Because the three estates were closed long ago and not reopened by the mere filing of the bills of review, we conclude none of these three estates is “pending.” Without an estate pending before him, the statutory probate court judge was *146without any statutory authority under section 5B to transfer to the county court the bills of review filed in the District Court of Nueces County and the District Court of Kenedy County. In ordering the transfers, the statutory probate court judge clearly failed to analyze the law correctly and properly apply it to the facts before him.

2. No Adequate Remedy at Law

We will not grant mandamus relief where there is a clear and adequate remedy at law. Walker, 827 S.W.2d at 840. Writ will issue only where the situation involves manifest and urgent necessity. Id.
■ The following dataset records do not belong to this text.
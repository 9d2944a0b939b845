//! Word-alignment consistency for Birkenbihl dual translations
//!
//! A Birkenbihl dual translation pairs every source sentence with a natural
//! translation and a word-by-word decoding. This crate keeps the word-level
//! alignments consistent with the natural translation: it validates them,
//! edits them through a mapping controller or a column grid, encodes edits back
//! into alignments, and re-splits merged multi-sentence generator responses.
//!
//! # Workflow Example
//!
//! ```
//! use birkenbihl_align::{
//!     EncoderRegistry, MappingController, Sentence, WordAlignment, validate_sentence,
//! };
//!
//! // 1. A stored sentence with a generated alignment
//! let sentence = Sentence::new(
//!     "Yo te extrañaré",
//!     "Ich werde dich vermissen",
//!     vec![
//!         WordAlignment::new("Yo", "Ich", 0),
//!         WordAlignment::new("te", "dich", 1),
//!         WordAlignment::new("extrañaré", "werde-vermissen", 2),
//!     ],
//! );
//! assert!(validate_sentence(&sentence).is_ok());
//!
//! // 2. Edit: drop a word, then hand it back
//! let mut controller = MappingController::from_sentence(&sentence);
//! controller.remove_word("te", "dich");
//! assert_eq!(controller.get_available_words(None), vec!["dich"]);
//! controller.add_word("te", "dich");
//!
//! // 3. Encode the edit and gate it through the validators
//! let edited = EncoderRegistry::new().encode_sentence(&controller, &sentence);
//! let saved = sentence.with_alignments(edited.word_alignments).unwrap();
//! assert_eq!(saved.word_alignments[2].target_word, "werde-vermissen");
//! ```

pub mod controller;
pub mod encoder;
pub mod error;
pub mod grid;
pub mod loader;
pub mod model;
pub mod redistribution;
pub mod text;
pub mod validation;


// Re-export main types for convenient access
pub use controller::{MappingController, ObserverId, SourceMappings};
pub use encoder::{AlignmentEncoder, EncoderRegistry, HyphenEncoder, PerWordEncoder};
pub use error::{AlignError, AlignResult};
pub use grid::{ColumnState, GridState, Slot};
pub use loader::{load_merged_from_file, load_sentences_from_file, parse_sentences};
pub use model::{COMPOUND_SEPARATOR, MergedTranslation, Sentence, WordAlignment};
pub use redistribution::{redistribute, redistribute_or_else};
pub use text::{
    clean_trailing_punctuation, extract_normalized_words, normalize_word_for_matching,
    split_hyphenated, split_into_sentences, tokenize, tokenize_clean,
};
pub use validation::{
    normalized_alignment_words, validate_alignment_complete, validate_sentence,
    validate_source_words_mapped,
};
In In re SWEPI, the supreme court found that, under the specific facts in that case, the probate court had no statutory authority under section 5B of the probate code to transfer to itself a case pending in another court. In re SWEPI, 85 S.W.3d at 808. In determining whether an adequate remedy at law existed, the supreme court noted that, by its actions, the probate court actively interfered with the jurisdiction of the court in which the suit was pending; that is, the probate court took jurisdiction away from that court through the erroneous transfer order. Id. at 809. Relying on law allowing mandamus relief where one court interferes with the jurisdiction of another, the supreme court concluded mandamus relief was proper in that instance. Id.
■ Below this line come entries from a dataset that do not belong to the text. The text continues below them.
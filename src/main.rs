//! # Feed Harness CLI (`feedh`)
//!
//! The `feedh` binary drives the whole pipeline: collecting posts from the
//! feed API, flattening batch files into the condensed corpus, and running
//! the offline analyzers.
//!
//! ## Usage
//!
//! ```bash
//! feedh --config ./config/feed.toml <command>
//! ```
//!
//! ## Commands
//!
//! | Command | Description |
//! |---------|-------------|
//! | `feedh collect` | Page through the feed API and write JSON batch files |
//! | `feedh extract` | Flatten batch files into the condensed corpus |
//! | `feedh frequency <word>` | Chart how often a word appears per time bucket |
//! | `feedh sentiment` | Chart mean sentiment per time bucket |
//! | `feedh stats` | Summarize the archive and corpus |
//!
//! ## Examples
//!
//! ```bash
//! # Archive up to 50 pages of posts
//! FEED_AUTH_TOKEN=... feedh collect --max-batches 50
//!
//! # Rebuild the corpus from the raw batches
//! feedh extract
//!
//! # Monthly histogram of a word, normalized by bucket size
//! feedh frequency "dining hall" --granularity month --normalize
//!
//! # Weekly sentiment with all three scoring methods overlaid
//! feedh sentiment --granularity week --compare
//! ```

mod batches;
mod chart;
mod client;
mod collect;
mod config;
mod corpus;
mod extract;
mod frequency;
mod models;
mod sentiment;
mod stats;
mod timeline;

use clap::{Parser, Subcommand};
use std::path::PathBuf;

/// Feed Harness — a social-feed archiving and offline text-analytics toolkit.
///
/// All commands accept a `--config` flag pointing to a TOML configuration
/// file. See `config/feed.example.toml` for a full example.
#[derive(Parser)]
#[command(
    name = "feedh",
    about = "Feed Harness — a social-feed archiving and offline text-analytics toolkit",
    version,
    long_about = "Feed Harness polls a paginated social-feed API into JSON batch files, \
    flattens them into a condensed text corpus, and renders word-frequency and \
    sentiment-over-time charts from that corpus. Each command is one pipeline stage; \
    stages communicate only through files on disk."
)]
struct Cli {
    /// Path to configuration file (TOML).
    #[arg(long, global = true, default_value = "./config/feed.toml")]
    config: PathBuf,

    #[command(subcommand)]
    command: Commands,
}

/// Top-level CLI commands.
#[derive(Subcommand)]
enum Commands {
    /// Collect posts from the feed API into batch files.
    ///
    /// Pages through the provider's cursor-paginated listing with the bearer
    /// token from `FEED_AUTH_TOKEN`, writing each page as `batch_NNNN.json`
    /// and (by default) mirroring condensed lines into the corpus. Stops on
    /// an exhausted feed or a configured batch/post limit. Re-running can
    /// duplicate posts: there is no cross-run deduplication.
    Collect {
        /// Stop after this many batches (overrides `collect.max_batches`).
        #[arg(long)]
        max_batches: Option<usize>,

        /// Resume pagination from this cursor.
        #[arg(long)]
        cursor: Option<String>,

        /// Fetch one page and report counts without writing anything.
        #[arg(long)]
        dry_run: bool,
    },

    /// Flatten batch files into the condensed corpus.
    ///
    /// Processes batch files in numeric order, appending one `epoch:"text"`
    /// line per post. Malformed batch files are skipped with a warning.
    /// Appending is not idempotent: re-running duplicates lines unless the
    /// corpus file is cleared first.
    Extract,

    /// Chart how often a word or phrase appears per time bucket.
    ///
    /// A single-word query matches whole lowercase tokens; a query with
    /// whitespace is matched as a lowercase substring.
    Frequency {
        /// Word or phrase to search for (case-insensitive).
        word: String,

        /// Bucket size: day, week, month, or year.
        #[arg(long, default_value = "month")]
        granularity: String,

        /// Plot occurrences per 100 tokens instead of raw counts.
        #[arg(long)]
        normalize: bool,

        /// Print up to five matching posts.
        #[arg(long)]
        show_posts: bool,

        /// Output PNG path (default: `<chart.out_dir>/frequency_<word>.png`).
        #[arg(long)]
        output: Option<PathBuf>,
    },

    /// Chart mean sentiment per time bucket.
    ///
    /// Scores every corpus message with the chosen strategy and plots the
    /// per-bucket mean with a ±1 std band over a message-count panel.
    Sentiment {
        /// Scoring method: lexicon, heuristic, or vader.
        #[arg(long, default_value = "vader")]
        method: String,

        /// Bucket size: day, week, month, or year.
        #[arg(long, default_value = "month")]
        granularity: String,

        /// Overlay all three scoring methods on one chart.
        #[arg(long)]
        compare: bool,

        /// Output PNG path (default derived from method and granularity).
        #[arg(long)]
        output: Option<PathBuf>,
    },

    /// Summarize the archive: batch files, corpus size, and date range.
    Stats,
}

fn main() -> anyhow::Result<()> {
    let cli = Cli::parse();
    let cfg = config::load_config(&cli.config)?;

    match cli.command {
        Commands::Collect {
            max_batches,
            cursor,
            dry_run,
        } => {
            collect::run_collect(&cfg, max_batches, cursor, dry_run)?;
        }
        Commands::Extract => {
            extract::run_extract(&cfg)?;
        }
        Commands::Frequency {
            word,
            granularity,
            normalize,
            show_posts,
            output,
        } => {
            frequency::run_frequency(&cfg, &word, &granularity, normalize, show_posts, output)?;
        }
        Commands::Sentiment {
            method,
            granularity,
            compare,
            output,
        } => {
            sentiment::run_sentiment(&cfg, &method, &granularity, compare, output)?;
        }
        Commands::Stats => {
            stats::run_stats(&cfg)?;
        }
    }

    Ok(())
}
Here, we also concluded the statutory probate court judge lacked statutory authority to order the transfer of the three bills of review at issue under section 5B of the probate code. He not only erroneously concluded he had jurisdiction over these matters, but also actively interfered with the jurisdiction of the district courts of Nueces County and Kenedy County. Accordingly, mandamus relief is appropriate. See id.

III. CONCLUSION

No estate was pending before the statutory probate judge at the time he ordered the transfers of the three bills of review pending in other courts. Thus, he had no authority under section 5B of the probate court to order the transfers and abused his discretion in doing so. Under these circumstances, mandamus relief is appropriate. Accordingly, we conditionally grant the writ and direct the statutory probate court judge to vacate the portion of his November 5, 2002 order transferring cause number 02-2959-D to his court and his order dated August 27, 2003 transferring cause numbers 03-CV-050 and 03-CV-051 to his court. The writ will issue only if the statutory probate court judge fails to comply. We also lift the stay of the proceedings in cause number 395 imposed by our order dated February 9, 2004.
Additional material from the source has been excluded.